Accueil |
Articles |
Photos |
Profil |
Contact |
Dossier spécial début des élections 2/3
Sortir de la paralysie politique
Les Echos, 7 avril 2014
ANALYSE - S'il est certes toujours tentant de considérer qu'une élection générale est décisive, c'est spécialement vrai de celle-ci - beaucoup plus que la précédente de 2009, qui intervenait alors que l'Inde semblait sur les rails d'un développement rapide, appuyé sur une croissance de 9 % et plus.
Patrick de Jacquelot
— Correspondant à New Delhi
Les cinq années du deuxième gouvernement de Manmohan Singh (qui aura été Premier ministre dix ans de suite) auront été marquées par un atterrissage brutal. Sur le plan économique : la croissance s'est effondrée. Durant l'année fiscale 2012-2013 à la fin mars, elle s'est établie à 4,5 %. Pour l'exercice qui vient de s'achever, le chiffre devrait demeurer sous les 5 %. Et la reprise anticipée n'interviendra que lentement.
Sur le plan social : l'informatique de pointe et l'enrichissement rapide des classes moyennes ne doivent pas faire illusion, l'Inde demeure un pays pauvre. Son PIB par habitant de 1.400 à 1.500 dollars représente à peine le quart de celui de la Chine et est de loin le plus faible des BRICS. La croissance de la décennie écoulée a certes fait reculer l'extrême pauvreté, mais la vie de centaines de millions d'Indiens demeure très difficile. Selon le consultant McKinsey, 680 millions du 1,2 milliard d'Indiens n'ont pas les moyens de répondre à leurs « besoins essentiels ». Non pas que le gouvernement n'ait pas essayé d'aider les populations en difficulté, mais la moitié des fonds publics qui leur sont consacrés ne leur parvient pas, estime le consultant.

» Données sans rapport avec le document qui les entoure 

//! The capability registry: a read-mostly projection of every live server.
//!
//! Each server's capabilities live in one immutable `ServerSection` behind an
//! `Arc`. Publishing swaps the whole section in a single map insert, so
//! readers see either the previous set or the new one, never a mix. The
//! admin enable/disable overlay is kept apart from sections so it survives
//! reconnects.

use std::collections::{BTreeMap, HashSet};
use std::sync::atomic::{AtomicU64, Ordering};
use std::sync::{Arc, RwLock};

use dashmap::{DashMap, DashSet};
use tokio::sync::watch;

use super::errors::RegistryError;
use super::types::{
    Capability, CapabilityFilter, CapabilityKind, CapabilityView, Group, NamespacedKey, Viewer,
};
use crate::upstream::connection::ConnectionState;
use crate::upstream::types::{DiscoveredCapabilities, UpstreamServerSpec};

/// All capabilities of one server, published atomically.
#[derive(Debug, Clone)]
struct ServerSection {
    owner: String,
    state: ConnectionState,
    capabilities: BTreeMap<NamespacedKey, Arc<Capability>>,
}

/// Aggregated, namespaced view of every published server.
pub struct CapabilityRegistry {
    sections: DashMap<String, Arc<ServerSection>>,
    disabled: DashSet<NamespacedKey>,
    groups: RwLock<Arc<Vec<Group>>>,
    generation: AtomicU64,
    changes: watch::Sender<u64>,
}

impl CapabilityRegistry {
    pub fn new() -> Self {
        let (changes, _) = watch::channel(0);
        Self {
            sections: DashMap::new(),
            disabled: DashSet::new(),
            groups: RwLock::new(Arc::new(Vec::new())),
            generation: AtomicU64::new(0),
            changes,
        }
    }

    /// Bump the generation and wake subscribers.
    fn touch(&self) {
        let generation = self.generation.fetch_add(1, Ordering::SeqCst) + 1;
        self.changes.send_replace(generation);
    }

    /// Monotonic counter of changes to the enabled capability set.
    pub fn generation(&self) -> u64 {
        self.generation.load(Ordering::SeqCst)
    }

    /// Receive the generation after every change.
    pub fn subscribe(&self) -> watch::Receiver<u64> {
        self.changes.subscribe()
    }

    // ─── Supervisor Writes ───────────────────────────────────────────────────

    /// Replace a server's whole capability set. Returns the number published.
    pub fn publish_server(
        &self,
        spec: &UpstreamServerSpec,
        state: ConnectionState,
        discovered: &DiscoveredCapabilities,
    ) -> usize {
        let server = spec.name.as_str();
        let mut capabilities = BTreeMap::new();
        let all = discovered
            .tools
            .iter()
            .map(|t| Capability::from_tool(server, t))
            .chain(discovered.prompts.iter().map(|p| Capability::from_prompt(server, p)))
            .chain(discovered.resources.iter().map(|r| Capability::from_resource(server, r)));
        for capability in all {
            let key = capability.key.clone();
            if capabilities.insert(key.clone(), Arc::new(capability)).is_some() {
                tracing::warn!(server, key = %key.qualified(), "server declared a capability twice, keeping the last");
            }
        }

        let count = capabilities.len();
        self.sections.insert(
            server.to_string(),
            Arc::new(ServerSection {
                owner: spec.owner.clone(),
                state,
                capabilities,
            }),
        );
        self.touch();
        tracing::info!(server, capabilities = count, "server published");
        count
    }

    /// Remove a server's section entirely. Returns whether one existed.
    pub fn withdraw_server(&self, server: &str) -> bool {
        let removed = self.sections.remove(server).is_some();
        if removed {
            self.touch();
            tracing::info!(server, "server withdrawn");
        }
        removed
    }

    /// Withdraw a server that left the configuration and drop its
    /// enable/disable overrides, which otherwise outlive reconnects.
    pub fn forget_server(&self, server: &str) {
        self.withdraw_server(server);
        let before = self.disabled.len();
        self.disabled.retain(|key| key.server != server);
        if self.disabled.len() != before {
            tracing::debug!(server, dropped = before - self.disabled.len(), "disabled flags pruned");
        }
    }

    /// Update the connectivity state shown alongside a server's capabilities.
    pub fn set_server_state(&self, server: &str, state: ConnectionState) {
        if let Some(mut entry) = self.sections.get_mut(server) {
            if entry.state != state {
                Arc::make_mut(entry.value_mut()).state = state;
            }
        }
    }

    /// Drop every section (shutdown).
    pub fn clear(&self) {
        self.sections.clear();
        self.touch();
    }

    // ─── Reads ───────────────────────────────────────────────────────────────

    fn section(&self, server: &str) -> Option<Arc<ServerSection>> {
        self.sections.get(server).map(|s| Arc::clone(s.value()))
    }

    fn snapshot(&self) -> Vec<(String, Arc<ServerSection>)> {
        let mut sections: Vec<_> = self
            .sections
            .iter()
            .map(|s| (s.key().clone(), Arc::clone(s.value())))
            .collect();
        sections.sort_by(|a, b| a.0.cmp(&b.0));
        sections
    }

    fn view(&self, section: &ServerSection, capability: &Capability) -> CapabilityView {
        CapabilityView {
            key: capability.key.clone(),
            kind: capability.kind(),
            server: capability.server().to_string(),
            local_name: capability.local_name().to_string(),
            description: capability.description.clone(),
            schema: capability.schema.clone(),
            title: capability.title.clone(),
            mime_type: capability.mime_type.clone(),
            enabled: !self.disabled.contains(&capability.key),
            owner: section.owner.clone(),
            server_state: section.state,
        }
    }

    /// Every capability matching `filter`, ordered by server then key.
    pub fn list(&self, filter: &CapabilityFilter) -> Vec<CapabilityView> {
        self.snapshot()
            .iter()
            .flat_map(|(_, section)| {
                section
                    .capabilities
                    .values()
                    .map(|c| self.view(section, c))
                    .collect::<Vec<_>>()
            })
            .filter(|v| filter.matches(v))
            .collect()
    }

    pub fn get(&self, key: &NamespacedKey) -> Option<CapabilityView> {
        let section = self.section(&key.server)?;
        let capability = section.capabilities.get(key)?;
        Some(self.view(&section, capability))
    }

    /// Look up a capability by its local name on one server.
    pub fn find(&self, server: &str, kind: CapabilityKind, local: &str) -> Option<CapabilityView> {
        self.get(&NamespacedKey::new(kind, server, local))
    }

    /// A server's capabilities. Unknown or unpublished servers yield nothing.
    pub fn list_by_server(&self, server: &str) -> Vec<CapabilityView> {
        match self.section(server) {
            Some(section) => section
                .capabilities
                .values()
                .map(|c| self.view(&section, c))
                .collect(),
            None => Vec::new(),
        }
    }

    /// Resolve a group against live sections.
    ///
    /// Members are walked in declaration order; within a member, an explicit
    /// allow-list keeps its own order. Servers or capabilities that are not
    /// published are skipped.
    pub fn list_by_group(&self, group: &str) -> Result<Vec<CapabilityView>, RegistryError> {
        let group = self.group(group).ok_or_else(|| RegistryError::GroupNotFound {
            name: group.to_string(),
        })?;

        let mut seen = HashSet::new();
        let mut views = Vec::new();
        for member in &group.members {
            let Some(section) = self.section(&member.server) else {
                continue;
            };
            let selected: Vec<&Arc<Capability>> = match &member.tools {
                super::types::ToolFilter::All => section.capabilities.values().collect(),
                super::types::ToolFilter::List(names) => names
                    .iter()
                    .flat_map(|name| {
                        [CapabilityKind::Tool, CapabilityKind::Prompt, CapabilityKind::Resource]
                            .into_iter()
                            .filter_map(|kind| {
                                section
                                    .capabilities
                                    .get(&NamespacedKey::new(kind, &member.server, name))
                            })
                    })
                    .collect(),
            };
            for capability in selected {
                if seen.insert(capability.key.clone()) {
                    views.push(self.view(&section, capability));
                }
            }
        }
        Ok(views)
    }

    /// Capabilities a viewer may see: everything for admins, otherwise those
    /// of servers they own plus those reachable through groups they own.
    pub fn list_visible(&self, viewer: &Viewer, filter: &CapabilityFilter) -> Vec<CapabilityView> {
        if viewer.admin {
            return self.list(filter);
        }
        let mut seen = HashSet::new();
        let mut views: Vec<CapabilityView> = self
            .list(filter)
            .into_iter()
            .filter(|v| viewer.owns(&v.owner))
            .inspect(|v| {
                seen.insert(v.key.clone());
            })
            .collect();
        for group in self.visible_groups(viewer) {
            if let Ok(members) = self.list_by_group(&group.name) {
                views.extend(
                    members
                        .into_iter()
                        .filter(|v| filter.matches(v))
                        .filter(|v| seen.insert(v.key.clone())),
                );
            }
        }
        views
    }

    /// Published server names, sorted.
    pub fn server_names(&self) -> Vec<String> {
        self.snapshot().into_iter().map(|(name, _)| name).collect()
    }

    /// Enabled capabilities of the given kinds, for indexing.
    pub fn enabled_capabilities(&self, kinds: &[CapabilityKind]) -> Vec<Arc<Capability>> {
        self.snapshot()
            .iter()
            .flat_map(|(_, section)| section.capabilities.values().cloned().collect::<Vec<_>>())
            .filter(|c| kinds.contains(&c.kind()) && !self.disabled.contains(&c.key))
            .collect()
    }

    pub fn is_enabled(&self, key: &NamespacedKey) -> bool {
        !self.disabled.contains(key)
    }

    // ─── Admin Toggle ────────────────────────────────────────────────────────

    /// Enable or disable one capability without touching connectivity.
    ///
    /// Returns whether anything changed; repeating a toggle is a no-op.
    pub fn set_enabled(&self, key: &NamespacedKey, enabled: bool) -> Result<bool, RegistryError> {
        let exists = self
            .section(&key.server)
            .is_some_and(|s| s.capabilities.contains_key(key));
        if !exists {
            return Err(RegistryError::NotFound {
                key: key.qualified(),
            });
        }

        let changed = if enabled {
            self.disabled.remove(key).is_some()
        } else {
            self.disabled.insert(key.clone())
        };
        if changed {
            self.touch();
            tracing::info!(key = %key.qualified(), enabled, "capability toggled");
        }
        Ok(changed)
    }

    // ─── Groups ──────────────────────────────────────────────────────────────

    pub fn replace_groups(&self, groups: Vec<Group>) {
        if let Ok(mut current) = self.groups.write() {
            *current = Arc::new(groups);
        }
        self.touch();
    }

    pub fn groups(&self) -> Arc<Vec<Group>> {
        self.groups
            .read()
            .map(|g| Arc::clone(&*g))
            .unwrap_or_default()
    }

    pub fn group(&self, name: &str) -> Option<Group> {
        self.groups().iter().find(|g| g.name == name).cloned()
    }

    pub fn visible_groups(&self, viewer: &Viewer) -> Vec<Group> {
        self.groups()
            .iter()
            .filter(|g| viewer.owns(&g.owner))
            .cloned()
            .collect()
    }
}

impl Default for CapabilityRegistry {
    fn default() -> Self {
        Self::new()
    }
}

// ─── Tests ───────────────────────────────────────────────────────────────────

Rahul Gandhi, photogénique et puis? |
Les raisons de ces contre-performances sont multiples : mauvaise gestion macroéconomique, choix budgétaires désastreux, comme le fait de dépenser plus pour les subventions des produits pétroliers que pour l'éducation et la santé. Il y a surtout la paralysie dans laquelle s'est enfoncée la machine administrative et politique depuis cinq ans. Une impressionnante série de scandales de corruption s'est abattue sur le gouvernement, allant de l'attribution de fréquences de téléphonie mobile à celle de licences minières. Quelques arrestations à haut niveau et l'ouverture d'enquêtes sur les décisions gouvernementales, pour bienvenues qu'elles aient été, ont eu un effet pervers : ministres et hauts fonctionnaires se sont convaincus que la seule option pour être insoupçonnable était de ne plus rien décider.

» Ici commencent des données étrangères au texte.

#[tokio::main]
async fn main() -> anyhow::Result<()> {
    toolhub::run().await
}
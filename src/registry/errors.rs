//! Registry error types.

use thiserror::Error;

/// Errors from registry lookups and admin toggles.
#[derive(Debug, Error)]
pub enum RegistryError {
    /// No live capability has this key.
    #[error("capability not found: '{key}'")]
    NotFound { key: String },

    /// No group has this name.
    #[error("group not found: '{name}'")]
    GroupNotFound { name: String },
}
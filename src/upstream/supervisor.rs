//! Connection supervisor.
//!
//! Owns every [`UpstreamConnection`] and runs one task per enabled server.
//! Each task connects (behind a shared concurrency gate), publishes the
//! discovered capabilities, watches the connection, and reconnects with
//! backoff when it drops. Tasks share nothing but the gate and the registry,
//! so one server hanging or crashing never holds up another.
//!
//! Only the supervisor publishes or withdraws a server's registry section,
//! and always as a whole.

use std::collections::HashMap;
use std::sync::Arc;
use std::time::Duration;

use dashmap::DashMap;
use futures::FutureExt;
use tokio::sync::{mpsc, watch, Notify, Semaphore};
use tokio::task::JoinHandle;
use tokio::time::{Instant, Interval};

use super::connection::{ConnectionState, ServerStatus, UpstreamConnection};
use super::errors::UpstreamError;
use super::transport::Connector;
use super::types::{ServerNotification, UpstreamServerSpec};
use crate::config::{ConfigChange, SupervisorSettings};
use crate::registry::CapabilityRegistry;

/// Reported as `last_error` for servers switched off in the configuration.
const DISABLED_REASON: &str = "server disabled";

// ─── Managed Entries ─────────────────────────────────────────────────────────

struct ManagedEntry {
    connection: Arc<UpstreamConnection>,
    stop: watch::Sender<bool>,
    rearm: Arc<Notify>,
    task: JoinHandle<()>,
}

#[derive(Default)]
struct Inner {
    running: HashMap<String, ManagedEntry>,
    /// Specs kept for status reporting while `enabled` is false.
    disabled: HashMap<String, UpstreamServerSpec>,
}

/// Supervises every upstream connection.
pub struct Supervisor {
    registry: Arc<CapabilityRegistry>,
    connector: Arc<dyn Connector>,
    settings: SupervisorSettings,
    gate: Arc<Semaphore>,
    inner: tokio::sync::Mutex<Inner>,
    connections: DashMap<String, Arc<UpstreamConnection>>,
}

Fort logiquement, tout le processus d'investissement public et privé a été frappé. Les projets d'infrastructures sont bloqués faute de pouvoir acheter les terrains, les nouvelles usines sont restées en plan par manque de permis environnementaux, les centrales électriques privées n'ont pas vu le jour n'ayant pu signer de contrat d'approvisionnement en charbon auprès du groupe public Coal India.
En quête d'un homme fort
Pour les Indiens, la priorité numéro un est de remettre en route l'administration, toute-puissante, omniprésente. « Les électeurs veulent un gouvernement qui fonctionne », résume Philip Oldenburg, professeur de sciences politiques à la Columbia University. Dans ces conditions, on comprend la popularité de Narendra Modi, le leader de l'opposition, qui s'est méthodiquement bâti une image de leader fort, autoritaire, capable de faire marcher les administrations à la baguette et accordant la priorité au développement du pays.

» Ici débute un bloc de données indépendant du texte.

//! Smart routing error types.

use thiserror::Error;

/// Errors from the embedding provider and the semantic index.
#[derive(Debug, Error)]
pub enum SmartError {
    /// Smart routing is switched off in the settings.
    #[error("smart routing is disabled")]
    Disabled,

    #[error("embedding request failed (HTTP {status}): {body}")]
    HttpError { status: u16, body: String },

    #[error("embedding request failed: {reason}")]
    RequestFailed { reason: String },

    #[error("empty embedding response for {count} inputs")]
    EmptyResponse { count: usize },

    #[error("embedding count mismatch: sent {expected} inputs, got {actual} vectors")]
    CountMismatch { expected: usize, actual: usize },

    #[error("dimension mismatch: expected {expected}, got {actual}")]
    DimensionMismatch { expected: usize, actual: usize },
}
//! Configuration error types.

use thiserror::Error;

/// Errors raised while locating, loading, or validating the hub config.
#[derive(Debug, Error)]
pub enum ConfigError {
    /// No config file could be located.
    #[error("config not found: {reason}")]
    NotFound { reason: String },

    /// The file exists but could not be read.
    #[error("failed to read {path}: {reason}")]
    ReadFailed { path: String, reason: String },

    /// The YAML did not match the expected shape.
    #[error("failed to parse config: {reason}")]
    ParseFailed { reason: String },

    /// Two servers share a name.
    #[error("duplicate server name: '{name}'")]
    DuplicateServer { name: String },

    /// A server definition is unusable.
    #[error("invalid server '{name}': {reason}")]
    InvalidServer { name: String, reason: String },

    /// A group definition is unusable.
    #[error("invalid group '{name}': {reason}")]
    InvalidGroup { name: String, reason: String },

    /// A tuning value is out of range.
    #[error("invalid setting '{field}': {reason}")]
    InvalidSetting { field: String, reason: String },
}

Lui ou un autre, le prochain Premier ministre devra trouver le moyen de débloquer des investissements massifs dans les infrastructures physiques (énergie, transports…) et sociales (éducation, santé) de l'Inde. Avec un impératif en toile de fond : pour absorber le flot des jeunes arrivant à l'âge adulte, le pays va devoir créer pendant dix ans 1 million de nouveaux emplois… chaque mois.
Les deux grands partis proches sur l'économie, pas sur le social
Le programme du Parti du Congrès...
Pendant les dix années écoulées, le parti de la famille Gandhi a institué divers « droits » : à l'information, à l'éducation, à l'alimentation, aux emplois garantis dans le monde rural. Il promet plusieurs nouveaux droits.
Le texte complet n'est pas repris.